Esta es la invocación con la que el viajero Ibn Jubayr (1145-1217) inicia su descripción de la capital de los Omeyas. En efecto, es en Damasco donde el califa al-Walid (705-715) construye, en los albores del siglo VIII, una gran mezquita, digna del poderoso imperio sobre el que reina. Después de haber puesto por obra la ampliación de la mezquita de Medina en el emplazamiento de la casa del Profeta, así como la mezquita al-Aksa en Jerusalén, al sur de la Cúpula de la Roca, al-Walid decide, en el 706, construir en el centro de Damasco un suntuoso lugar de oración que ocupará el emplazamiento del temenos antiguo. De hecho, la fastuosidad de esta Gran Mezquita de los Omeyas será tal que el edificio pasará, durante los primeros siglos de la hégira, por ser la octava maravilla del mundo [FIG. 1].

Pero la génesis de esta obra maestra fue compleja, misteriosa y sorprendente. Antes de detallar sus fases, hay que describir brevemente esta mezquita de trece siglos de antigüedad, que —aunque haya sufrido una serie de catástrofes, y en particular el gran incendio de 1893— conserva todavía una hermosura fascinante.

Sobre el alto temenos antiguo que medía 160 x 100 m, que obedece a una orientación este/oeste y cuyo recinto rectangular se parece a una fortaleza, la mezquita erigida por al-Walid presenta, al norte, un gran patio oblongo (más ancho que profundo) de 120 x 50 m bordeado de arcadas y pórticos sobre tres de sus lados, limitando el cuarto con la fachada de la sala de oración. El haram [FIG. 2] presenta un cuerpo central con frontón elevado, dominado por una cúpula. De una parte y de otra se despliegan ampliamente dos alas. Cada una de ellas está formada por tres intercolumnios subrayados por arcadas que son paralelas a la kibla. Esta sala de oración ocupa todo el lado sur del temenos y mide 136 x 38 m. Las dos alas simétricas se extienden, tanto al este como al oeste, sobre 56 m de ancho. En el interior, cada una está dividida por dos pares de arcadas en forma de pórticos, dispuestas a una y otra parte de la construcción central que juega el papel de una pequeña nave axial. Cada arcada descansa sobre diez poderosas columnas. Dominando estos fustes unidos por grandes arcos, se encuentra un segundo nivel compuesto por vanos dos veces más estrechos, soportados por pequeñas columnas. Por encima de cada arco grande se encuentran por tanto dos arcos pequeños. Así es la estructura de estos cuatro pórticos sobre los que descansa la cubierta de las alas de la mezquita.

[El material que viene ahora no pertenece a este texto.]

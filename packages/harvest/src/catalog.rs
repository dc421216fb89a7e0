//! Report catalog: portal settings, date presets, report types and stores.
//!
//! The default catalog is baked into the binary from `config/*.toml` via
//! [`include_str!`]. [`Catalog::from_dir`] loads the same three files from a
//! directory at runtime instead. Either way the result is immutable and
//! handed to the orchestrator at construction.

use std::collections::{BTreeMap, BTreeSet};
use std::path::Path;

use report_harvest_models::{DatePreset, PortalConfig, ReportType, StoreConfig};
use serde::Deserialize;

use crate::ConfigError;
use crate::date_range::validate_preset;

/// Catalog files embedded at compile time.
const PRESETS_TOML: &str = include_str!("../config/presets.toml");
const REPORTS_TOML: &str = include_str!("../config/reports.toml");
const STORES_TOML: &str = include_str!("../config/stores.toml");

#[derive(Deserialize)]
struct PresetsFile {
    #[serde(default)]
    default_presets: Vec<String>,
    presets: Vec<DatePreset>,
}

#[derive(Deserialize)]
struct ReportsFile {
    portal: PortalConfig,
    reports: Vec<ReportType>,
}

#[derive(Deserialize)]
struct StoresFile {
    stores: Vec<StoreConfig>,
}

/// Everything the orchestrator needs to know about the portal.
#[derive(Debug, Clone)]
pub struct Catalog {
    portal: PortalConfig,
    presets: BTreeMap<String, DatePreset>,
    default_presets: Vec<String>,
    reports: Vec<ReportType>,
    stores: Vec<StoreConfig>,
}

impl Catalog {
    /// Builds a catalog, rejecting malformed presets and duplicate keys.
    ///
    /// # Errors
    ///
    /// Returns [`ConfigError`] if any preset is malformed or any preset key,
    /// report key or store name is duplicated.
    pub fn new(
        portal: PortalConfig,
        presets: Vec<DatePreset>,
        default_presets: Vec<String>,
        reports: Vec<ReportType>,
        stores: Vec<StoreConfig>,
    ) -> Result<Self, ConfigError> {
        let mut preset_map = BTreeMap::new();
        for preset in presets {
            validate_preset(&preset)?;
            if preset_map.contains_key(&preset.key) {
                return Err(ConfigError::Duplicate {
                    kind: "preset",
                    key: preset.key,
                });
            }
            preset_map.insert(preset.key.clone(), preset);
        }

        ensure_unique("report", reports.iter().map(|r| r.key.as_str()))?;
        ensure_unique("store", stores.iter().map(|s| s.name.as_str()))?;

        Ok(Self {
            portal,
            presets: preset_map,
            default_presets,
            reports,
            stores,
        })
    }

    /// The catalog compiled into the binary.
    ///
    /// # Errors
    ///
    /// Returns [`ConfigError`] if the embedded files are invalid.
    pub fn embedded() -> Result<Self, ConfigError> {
        Self::from_toml(PRESETS_TOML, REPORTS_TOML, STORES_TOML)
    }

    /// Loads `presets.toml`, `reports.toml` and `stores.toml` from `dir`.
    ///
    /// # Errors
    ///
    /// Returns [`ConfigError`] if a file cannot be read or is invalid.
    pub fn from_dir(dir: &Path) -> Result<Self, ConfigError> {
        let read = |name: &str| std::fs::read_to_string(dir.join(name));
        Self::from_toml(
            &read("presets.toml")?,
            &read("reports.toml")?,
            &read("stores.toml")?,
        )
    }

    /// Parses the three catalog documents.
    ///
    /// # Errors
    ///
    /// Returns [`ConfigError::Parse`] if a document does not match its
    /// schema, or any error from [`Catalog::new`].
    pub fn from_toml(presets: &str, reports: &str, stores: &str) -> Result<Self, ConfigError> {
        let presets: PresetsFile = parse("presets.toml", presets)?;
        let reports: ReportsFile = parse("reports.toml", reports)?;
        let stores: StoresFile = parse("stores.toml", stores)?;

        Self::new(
            reports.portal,
            presets.presets,
            presets.default_presets,
            reports.reports,
            stores.stores,
        )
    }

    /// Portal location and wait bounds.
    #[must_use]
    pub const fn portal(&self) -> &PortalConfig {
        &self.portal
    }

    /// Report types, in download order.
    #[must_use]
    pub fn reports(&self) -> &[ReportType] {
        &self.reports
    }

    /// Configured stores, in file order.
    #[must_use]
    pub fn stores(&self) -> &[StoreConfig] {
        &self.stores
    }

    /// Names of every configured store.
    #[must_use]
    pub fn store_names(&self) -> Vec<String> {
        self.stores.iter().map(|s| s.name.clone()).collect()
    }

    /// Looks up a store by exact name.
    ///
    /// # Errors
    ///
    /// Returns [`ConfigError::UnknownStore`] listing the valid names.
    pub fn store(&self, name: &str) -> Result<&StoreConfig, ConfigError> {
        self.stores
            .iter()
            .find(|s| s.name == name)
            .ok_or_else(|| ConfigError::UnknownStore {
                name: name.to_owned(),
                known: self.store_names(),
            })
    }

    /// Looks up a preset by key.
    ///
    /// # Errors
    ///
    /// Returns [`ConfigError::UnknownPreset`] if no preset has that key.
    pub fn preset(&self, key: &str) -> Result<&DatePreset, ConfigError> {
        self.presets
            .get(key)
            .ok_or_else(|| ConfigError::UnknownPreset(key.to_owned()))
    }

    /// Preset keys to harvest for `store`, falling back to the catalog
    /// default.
    #[must_use]
    pub fn presets_for<'a>(&'a self, store: &'a StoreConfig) -> &'a [String] {
        store.presets.as_deref().unwrap_or(&self.default_presets)
    }
}

fn parse<T: serde::de::DeserializeOwned>(file: &str, text: &str) -> Result<T, ConfigError> {
    toml::from_str(text).map_err(|e| ConfigError::Parse {
        file: file.to_owned(),
        message: e.to_string(),
    })
}

fn ensure_unique<'a>(
    kind: &'static str,
    keys: impl Iterator<Item = &'a str>,
) -> Result<(), ConfigError> {
    let mut seen = BTreeSet::new();
    for key in keys {
        if !seen.insert(key) {
            return Err(ConfigError::Duplicate {
                kind,
                key: key.to_owned(),
            });
        }
    }
    Ok(())
}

Estas estructuras portantes generan el espacio de oración que mira hacia el sur. Corren paralelamente al límite meridional del temenos y se desarrollan de este a oeste. Se trata, a primera vista, de estructuras muy clásicas, con sus columnas, sus capiteles corintios y sus arcos cubiertos con dados. El estilo general recuerda —como en la Cúpula de la Roca, en Jerusalén— la gran arquitectura bizantina. La ilusión es tan viva que el visitante, al penetrar en esta inmensa sala dispuesta en el sentido de la anchura, tiene la impresión de haber dado un giro de 90º desde su eje longitudinal. En lugar de tres intercolumnios paralelos a la kibla, cree estar ante tres naves longitudinales. Esta percepción espacial evoca entonces la distribución interna de una iglesia. En una palabra, la estructura general desconcierta: al confundir los intercolumnios con naves, el observador tiende a «interpretar» el edificio en sentido perpendicular, sin tener en cuenta ni la distribución real, ni la orientación de la plegaria musulmana hacia la Kaaba.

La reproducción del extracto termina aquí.